Again the point seems to be is if we train the entire body as one workable system, it’s better able to apply itself in any one chosen domain. This is likely due to the fact that your main muscles (e.g. quadriceps in cycling) are better supported by the muscles around it (the hamstrings, glutes, lower back – i.e. those used in the deadlift). Also, there are hormonal benefits that can only come about by training your body in an intense manner across a wide variety of movements that will garnish your performance in any one area.

As athletes, we also need to think of our lives after competition (I know you don’t want to), but having a balanced regime aids in your health, both during your competitive career and afterwards.

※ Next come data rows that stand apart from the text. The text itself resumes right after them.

use anyhow::{Context, Result};
use serde::{Deserialize, Serialize};
use serde_json::{Map, Value};
use std::path::Path;

use crate::core::domain::{Assignment, RecordId};
use crate::parsing::lenient::{self, RawPriority};

/// Raw visit row as stored under `events.rows`.
///
/// Every field the normalizer writes back is declared here, so `extra` only
/// ever holds fields this crate does not interpret.
#[derive(Debug, Clone, Deserialize)]
#[serde(rename_all = "camelCase")]
pub struct RawVisitRow {
    pub id: RecordId,
    #[serde(default, deserialize_with = "lenient::opt_string")]
    pub name: Option<String>,
    #[serde(default, deserialize_with = "lenient::opt_string")]
    pub required_role: Option<String>,
    #[serde(default, deserialize_with = "lenient::opt_string_list")]
    pub required_skills: Option<Vec<String>>,
    #[serde(default, deserialize_with = "lenient::opt_string")]
    pub task_notes: Option<String>,
    /// Single-valued status used before the boolean flags existed.
    #[serde(default, deserialize_with = "lenient::opt_string")]
    pub visit_status: Option<String>,
    #[serde(default, deserialize_with = "lenient::opt_bool")]
    pub is_mandatory: Option<bool>,
    #[serde(default, deserialize_with = "lenient::opt_bool")]
    pub is_optional: Option<bool>,
    #[serde(default, deserialize_with = "lenient::opt_bool")]
    pub is_extra: Option<bool>,
    #[serde(default, deserialize_with = "lenient::opt_bool")]
    pub is_cancelled: Option<bool>,
    #[serde(default, deserialize_with = "lenient::opt_bool")]
    pub is_absent: Option<bool>,
    /// Generator-era `mandatory` flag, read when `isMandatory` is missing.
    #[serde(default, deserialize_with = "lenient::opt_bool")]
    pub mandatory: Option<bool>,
    #[serde(default, deserialize_with = "lenient::opt_priority")]
    pub priority: Option<RawPriority>,
    #[serde(default, deserialize_with = "lenient::opt_string")]
    pub visit_recurrence: Option<String>,
    /// Always re-derived; read only so it is not duplicated on write-back.
    #[serde(default)]
    pub visit_category: Option<Value>,
    #[serde(default, deserialize_with = "lenient::opt_string")]
    pub staffing_type: Option<String>,
    #[serde(default, deserialize_with = "lenient::opt_bool")]
    pub pinned: Option<bool>,
    #[serde(default, deserialize_with = "lenient::opt_bool")]
    pub movable: Option<bool>,
    #[serde(default, deserialize_with = "lenient::opt_string")]
    pub service_area_id: Option<String>,
    #[serde(flatten)]
    pub extra: Map<String, Value>,
}

impl RawVisitRow {
    pub fn new(id: impl Into<RecordId>) -> Self {
        Self {
            id: id.into(),
            name: None,
            required_role: None,
            required_skills: None,
            task_notes: None,
            visit_status: None,
            is_mandatory: None,
            is_optional: None,
            is_extra: None,
            is_cancelled: None,
            is_absent: None,
            mandatory: None,
            priority: None,
            visit_recurrence: None,
            visit_category: None,
            staffing_type: None,
            pinned: None,
            movable: None,
            service_area_id: None,
            extra: Map::new(),
        }
    }

    /// True when the row carries any canonical base-status information.
    pub fn has_base_flags(&self) -> bool {
        self.is_mandatory.is_some() || self.is_optional.is_some() || self.mandatory.is_some()
    }

    /// True when no status information of any kind is present.
    pub fn lacks_status(&self) -> bool {
        self.visit_status.is_none()
            && !self.has_base_flags()
            && self.is_extra.is_none()
            && self.is_cancelled.is_none()
            && self.is_absent.is_none()
    }
}

/// Raw employee row as stored under `resources.rows`.
///
/// Written back as read (plus fixture service areas), so the transport label
/// keeps its original spelling.
#[derive(Debug, Clone, Deserialize, Serialize)]
#[serde(rename_all = "camelCase")]
pub struct RawEmployeeRow {
    pub id: RecordId,
    #[serde(
        default,
        deserialize_with = "lenient::opt_string",
        skip_serializing_if = "Option::is_none"
    )]
    pub name: Option<String>,
    #[serde(
        default,
        deserialize_with = "lenient::opt_string",
        skip_serializing_if = "Option::is_none"
    )]
    pub role: Option<String>,
    #[serde(
        default,
        deserialize_with = "lenient::opt_string",
        skip_serializing_if = "Option::is_none"
    )]
    pub transport_mode: Option<String>,
    #[serde(
        default,
        deserialize_with = "lenient::opt_string",
        skip_serializing_if = "Option::is_none"
    )]
    pub service_area_id: Option<String>,
    #[serde(flatten)]
    pub extra: Map<String, Value>,
}

impl RawEmployeeRow {
    pub fn new(id: impl Into<RecordId>) -> Self {
        Self {
            id: id.into(),
            name: None,
            role: None,
            transport_mode: None,
            service_area_id: None,
            extra: Map::new(),
        }
    }
}

/// Raw assignment row. Older files use `event`/`resource`, newer ones
/// `eventId`/`resourceId`; both spellings are accepted.
#[derive(Debug, Clone, Deserialize, Serialize)]
#[serde(rename_all = "camelCase")]
pub struct RawAssignmentRow {
    #[serde(default, skip_serializing_if = "Option::is_none")]
    pub id: Option<RecordId>,
    #[serde(default, skip_serializing_if = "Option::is_none")]
    pub event: Option<RecordId>,
    #[serde(default, skip_serializing_if = "Option::is_none")]
    pub event_id: Option<RecordId>,
    #[serde(default, skip_serializing_if = "Option::is_none")]
    pub resource: Option<RecordId>,
    #[serde(default, skip_serializing_if = "Option::is_none")]
    pub resource_id: Option<RecordId>,
    #[serde(flatten)]
    pub extra: Map<String, Value>,
}

impl RawAssignmentRow {
    /// The (employee, visit) link, or `None` when either end is missing.
    pub fn to_assignment(&self) -> Option<Assignment> {
        let visit_id = self.event_id.as_ref().or(self.event.as_ref())?;
        let employee_id = self.resource_id.as_ref().or(self.resource.as_ref())?;
        Some(Assignment::new(employee_id.clone(), visit_id.clone()))
    }
}

/// A `{ "rows": [...] }` store section. Sibling keys are kept.
#[derive(Debug, Clone, Deserialize)]
pub struct RowSection<T> {
    #[serde(default = "Vec::new")]
    pub rows: Vec<T>,
    #[serde(flatten)]
    pub other: Map<String, Value>,
}

impl<T> RowSection<T> {
    pub fn new(rows: Vec<T>) -> Self {
        Self {
            rows,
            other: Map::new(),
        }
    }
}

/// Container for a scheduler data file.
///
/// Every section is optional; keys other than `events`, `resources` and
/// `assignments` (e.g. `success`, `project`, `dependencies`) are preserved in
/// `other`.
#[derive(Debug, Clone, Deserialize)]
pub struct DatasetFile {
    #[serde(default)]
    pub events: Option<RowSection<RawVisitRow>>,
    #[serde(default)]
    pub resources: Option<RowSection<RawEmployeeRow>>,
    #[serde(default)]
    pub assignments: Option<RowSection<RawAssignmentRow>>,
    #[serde(flatten)]
    pub other: Map<String, Value>,
}

impl DatasetFile {
    pub fn from_rows(
        visits: Vec<RawVisitRow>,
        employees: Vec<RawEmployeeRow>,
        assignments: Vec<RawAssignmentRow>,
    ) -> Self {
        Self {
            events: Some(RowSection::new(visits)),
            resources: Some(RowSection::new(employees)),
            assignments: Some(RowSection::new(assignments)),
            other: Map::new(),
        }
    }

    pub fn visit_rows(&self) -> &[RawVisitRow] {
        self.events.as_ref().map(|s| s.rows.as_slice()).unwrap_or(&[])
    }

    pub fn employee_rows(&self) -> &[RawEmployeeRow] {
        self.resources
            .as_ref()
            .map(|s| s.rows.as_slice())
            .unwrap_or(&[])
    }

    pub fn assignment_rows(&self) -> &[RawAssignmentRow] {
        self.assignments
            .as_ref()
            .map(|s| s.rows.as_slice())
            .unwrap_or(&[])
    }
}

const DATASET_KEYS: [&str; 3] = ["events", "resources", "assignments"];

/// Parse a scheduler data file
pub fn parse_dataset_json(json_path: &Path) -> Result<DatasetFile> {
    let json_content = std::fs::read_to_string(json_path)
        .with_context(|| format!("Failed to read JSON file: {}", json_path.display()))?;

    parse_dataset_json_str(&json_content)
        .with_context(|| format!("Failed to parse dataset: {}", json_path.display()))
}

/// Parse a scheduler data file from a string
pub fn parse_dataset_json_str(json_str: &str) -> Result<DatasetFile> {
    // Syntax first, so the error can show where the text breaks
    let json_value: Value = serde_json::from_str(json_str).with_context(|| {
        let preview: String = json_str.chars().take(200).collect();
        format!("Invalid JSON syntax. First 200 chars: {}", preview)
    })?;

    let Some(root) = json_value.as_object() else {
        anyhow::bail!("Dataset must be a JSON object, found {}", type_name(&json_value));
    };

    if !DATASET_KEYS.iter().any(|key| root.contains_key(*key)) {
        anyhow::bail!(
            "Dataset must contain at least one of {:?}. Found keys: {:?}",
            DATASET_KEYS,
            root.keys().collect::<Vec<_>>()
        );
    }

    serde_path_to_error::deserialize(json_value).map_err(|e| {
        anyhow::anyhow!("Invalid dataset field at '{}': {}", e.path(), e.inner())
    })
}

/// Parse a bare array of visit rows, the in-memory form used by tests and hosts
pub fn parse_visit_rows_str(json_str: &str) -> Result<Vec<RawVisitRow>> {
    let de = &mut serde_json::Deserializer::from_str(json_str);
    serde_path_to_error::deserialize(de)
        .map_err(|e| anyhow::anyhow!("Invalid visit row at '{}': {}", e.path(), e.inner()))
}

fn type_name(value: &Value) -> &'static str {
    match value {
        Value::Null => "null",
        Value::Bool(_) => "a boolean",
        Value::Number(_) => "a number",
        Value::String(_) => "a string",
        Value::Array(_) => "an array",
        Value::Object(_) => "an object",
    }
}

As we specialize (think Olympic athletes) we need to specialize to an extremely high degree. We make our bodies capable of performing one specific task to the detriment of all the others. But unfortunately life won’t always call on you to do just one thing. So outside the competitive arena you need to be able to perform. If you are a long distance runner do you really want to put your back out lifting your child or car keys, because you’ve no experience with the Clean?

Most of us are not Olympic level athletes, so the benefits of adding in Crossfit style workouts that do not negatively impact on your sports performance, are obvious.

For an example of a high level athlete who uses Crossfit, please see Eva T’s blog. She’s a 2 time Olympian in Alpine skiing. You don’t get further removed from day to day life than skiing, yet Eva employs a Crossfit paradigm in her training.